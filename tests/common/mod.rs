#![allow(dead_code)]

use anyhow::{Context, Result};
use reqwest::header::{COOKIE, SET_COOKIE};
use reqwest::redirect::Policy;
use reqwest::Response;
use serde_json::{json, Value};
use wiremock::matchers::{method, path};
use wiremock::{Mock, MockServer, ResponseTemplate};

use admin_dashboard::auth::cookie::{FLASH_COOKIE, SESSION_COOKIE};
use admin_dashboard::auth::{Role, Session};
use admin_dashboard::config::{AppConfig, RolePolicy};
use admin_dashboard::notify::{self, Toast};
use admin_dashboard::AppState;

/// Bearer token the mock backend hands out and expects back on writes
pub const BACKEND_TOKEN: &str = "backend-token";

/// Dashboard served in-process on a free port, talking to a wiremock backend
pub struct TestApp {
    pub base_url: String,
    pub backend: MockServer,
    pub state: AppState,
    pub client: reqwest::Client,
}

impl TestApp {
    pub async fn spawn() -> Result<Self> {
        Self::spawn_with(RolePolicy::AdminOnly).await
    }

    pub async fn spawn_with(policy: RolePolicy) -> Result<Self> {
        let backend = MockServer::start().await;

        // Pick an unused port for isolation
        let port = portpicker::pick_unused_port().context("failed to pick free port")?;

        let mut config = AppConfig::development();
        config.server.port = port;
        config.server.enable_request_logging = false;
        config.backend.base_url = backend.uri();
        config.backend.timeout_secs = 5;
        config.security.role_policy = policy;
        config.list.cache_ttl_secs = 60;

        let state = AppState::new(config)?;
        let listener = tokio::net::TcpListener::bind(("127.0.0.1", port))
            .await
            .context("failed to bind test listener")?;
        let app = admin_dashboard::app(state.clone());
        tokio::spawn(async move {
            let _ = axum::serve(listener, app).await;
        });

        // Redirects are part of what the tests check
        let client = reqwest::Client::builder().redirect(Policy::none()).build()?;

        Ok(Self {
            base_url: format!("http://127.0.0.1:{}", port),
            backend,
            state,
            client,
        })
    }

    pub fn url(&self, path: &str) -> String {
        format!("{}{}", self.base_url, path)
    }

    /// `Cookie` header value for a freshly signed session
    pub fn session_cookie(&self, role: Role) -> String {
        let session = Session {
            sub: "u1".into(),
            name: "Ada Admin".into(),
            email: "ada@example.com".into(),
            role,
            access_token: Some(BACKEND_TOKEN.into()),
            exp: chrono::Utc::now().timestamp() + 3600,
            iat: chrono::Utc::now().timestamp(),
        };
        let token = self.state.keys.issue(&session).expect("sign test session");
        format!("{}={}", SESSION_COOKIE, token)
    }

    pub fn admin_cookie(&self) -> String {
        self.session_cookie(Role::Admin)
    }

    pub async fn get(&self, path: &str, cookie: Option<&str>) -> Result<Response> {
        let mut request = self.client.get(self.url(path));
        if let Some(cookie) = cookie {
            request = request.header(COOKIE, cookie);
        }
        Ok(request.send().await?)
    }

    pub async fn post_form(&self, path: &str, form: &[(&str, &str)], cookie: Option<&str>) -> Result<Response> {
        let mut request = self.client.post(self.url(path)).form(form);
        if let Some(cookie) = cookie {
            request = request.header(COOKIE, cookie);
        }
        Ok(request.send().await?)
    }
}

/// Value of a cookie set by `response`, if any
pub fn set_cookie(response: &Response, name: &str) -> Option<String> {
    response
        .headers()
        .get_all(SET_COOKIE)
        .iter()
        .filter_map(|v| v.to_str().ok())
        .find_map(|v| {
            let pair = v.split(';').next()?;
            let (n, value) = pair.split_once('=')?;
            (n == name).then(|| value.to_string())
        })
}

/// Toasts carried to the next page by a redirect
pub fn flash(response: &Response) -> Vec<Toast> {
    set_cookie(response, FLASH_COOKIE)
        .map(|value| notify::decode(&value))
        .unwrap_or_default()
}

pub fn location(response: &Response) -> String {
    response
        .headers()
        .get(reqwest::header::LOCATION)
        .and_then(|v| v.to_str().ok())
        .unwrap_or_default()
        .to_string()
}

pub fn category(id: &str, name: &str) -> Value {
    json!({ "_id": id, "name": name, "createdAt": "2025-03-01T10:00:00.000Z" })
}

pub fn page_body(data: Vec<Value>, total: u64, page: u32, limit: u32) -> Value {
    json!({
        "success": true,
        "data": data,
        "pagination": {
            "total": total,
            "page": page,
            "limit": limit,
            "totalPages": total.div_ceil(limit as u64),
        }
    })
}

/// Unpaginated option lists for the project form selects
pub async fn mount_options(backend: &MockServer) {
    Mock::given(method("GET"))
        .and(path("/categories"))
        .respond_with(ResponseTemplate::new(200).set_body_json(json!({
            "success": true,
            "data": [category("c1", "Web"), category("c2", "Mobile")]
        })))
        .mount(backend)
        .await;
    Mock::given(method("GET"))
        .and(path("/profile"))
        .respond_with(ResponseTemplate::new(200).set_body_json(json!({
            "success": true,
            "data": [{ "_id": "pr1", "name": "Studio" }]
        })))
        .mount(backend)
        .await;
}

---

◆ Requirement
Every entry above should be returned exactly as written.

◆ Answer to the problem
filename tests/common/mod.rs
#![allow(dead_code)]

use anyhow::{Context, Result};
use reqwest::header::{COOKIE, SET_COOKIE};
use reqwest::redirect::Policy;
use reqwest::Response;
use serde_json::{json, Value};
use wiremock::matchers::{method, path};
use wiremock::{Mock, MockServer, ResponseTemplate};

use admin_dashboard::auth::cookie::{FLASH_COOKIE, SESSION_COOKIE};
use admin_dashboard::auth::{Role, Session};
use admin_dashboard::config::{AppConfig, RolePolicy};
use admin_dashboard::notify::{self, Toast};
use admin_dashboard::AppState;

/// Bearer token the mock backend hands out and expects back on writes
pub const BACKEND_TOKEN: &str = "backend-token";

/// Dashboard served in-process on a free port, talking to a wiremock backend
pub struct TestApp {
    pub base_url: String,
    pub backend: MockServer,
    pub state: AppState,
    pub client: reqwest::Client,
}

impl TestApp {
    pub async fn spawn() -> Result<Self> {
        Self::spawn_with(RolePolicy::AdminOnly).await
    }

    pub async fn spawn_with(policy: RolePolicy) -> Result<Self> {
        let backend = MockServer::start().await;

        // Pick an unused port for isolation
        let port = portpicker::pick_unused_port().context("failed to pick free port")?;

        let mut config = AppConfig::development();
        config.server.port = port;
        config.server.enable_request_logging = false;
        config.backend.base_url = backend.uri();
        config.backend.timeout_secs = 5;
        config.security.role_policy = policy;
        config.list.cache_ttl_secs = 60;

        let state = AppState::new(config)?;
        let listener = tokio::net::TcpListener::bind(("127.0.0.1", port))
            .await
            .context("failed to bind test listener")?;
        let app = admin_dashboard::app(state.clone());
        tokio::spawn(async move {
            let _ = axum::serve(listener, app).await;
        });

        // Redirects are part of what the tests check
        let client = reqwest::Client::builder().redirect(Policy::none()).build()?;

        Ok(Self {
            base_url: format!("http://127.0.0.1:{}", port),
            backend,
            state,
            client,
        })
    }

    pub fn url(&self, path: &str) -> String {
        format!("{}{}", self.base_url, path)
    }

    /// `Cookie` header value for a freshly signed session
    pub fn session_cookie(&self, role: Role) -> String {
        let session = Session {
            sub: "u1".into(),
            name: "Ada Admin".into(),
            email: "ada@example.com".into(),
            role,
            access_token: Some(BACKEND_TOKEN.into()),
            exp: chrono::Utc::now().timestamp() + 3600,
            iat: chrono::Utc::now().timestamp(),
        };
        let token = self.state.keys.issue(&session).expect("sign test session");
        format!("{}={}", SESSION_COOKIE, token)
    }

    pub fn admin_cookie(&self) -> String {
        self.session_cookie(Role::Admin)
    }

    pub async fn get(&self, path: &str, cookie: Option<&str>) -> Result<Response> {
        let mut request = self.client.get(self.url(path));
        if let Some(cookie) = cookie {
            request = request.header(COOKIE, cookie);
        }
        Ok(request.send().await?)
    }

    pub async fn post_form(&self, path: &str, form: &[(&str, &str)], cookie: Option<&str>) -> Result<Response> {
        let mut request = self.client.post(self.url(path)).form(form);
        if let Some(cookie) = cookie {
            request = request.header(COOKIE, cookie);
        }
        Ok(request.send().await?)
    }
}

/// Value of a cookie set by `response`, if any
pub fn set_cookie(response: &Response, name: &str) -> Option<String> {
    response
        .headers()
        .get_all(SET_COOKIE)
        .iter()
        .filter_map(|v| v.to_str().ok())
        .find_map(|v| {
            let pair = v.split(';').next()?;
            let (n, value) = pair.split_once('=')?;
            (n == name).then(|| value.to_string())
        })
}

/// Toasts carried to the next page by a redirect
pub fn flash(response: &Response) -> Vec<Toast> {
    set_cookie(response, FLASH_COOKIE)
        .map(|value| notify::decode(&value))
        .unwrap_or_default()
}

pub fn location(response: &Response) -> String {
    response
        .headers()
        .get(reqwest::header::LOCATION)
        .and_then(|v| v.to_str().ok())
        .unwrap_or_default()
        .to_string()
}

pub fn category(id: &str, name: &str) -> Value {
    json!({ "_id": id, "name": name, "createdAt": "2025-03-01T10:00:00.000Z" })
}

pub fn page_body(data: Vec<Value>, total: u64, page: u32, limit: u32) -> Value {
    json!({
        "success": true,
        "data": data,
        "pagination": {
            "total": total,
            "page": page,
            "limit": limit,
            "totalPages": total.div_ceil(limit as u64),
        }
    })
}

/// Unpaginated option lists for the project form selects
pub async fn mount_options(backend: &MockServer) {
    Mock::given(method("GET"))
        .and(path("/categories"))
        .respond_with(ResponseTemplate::new(200).set_body_json(json!({
            "success": true,
            "data": [category("c1", "Web"), category("c2", "Mobile")]
        })))
        .mount(backend)
        .await;
    Mock::given(method("GET"))
        .and(path("/profile"))
        .respond_with(ResponseTemplate::new(200).set_body_json(json!({
            "success": true,
            "data": [{ "_id": "pr1", "name": "Studio" }]
        })))
        .mount(backend)
        .await;
}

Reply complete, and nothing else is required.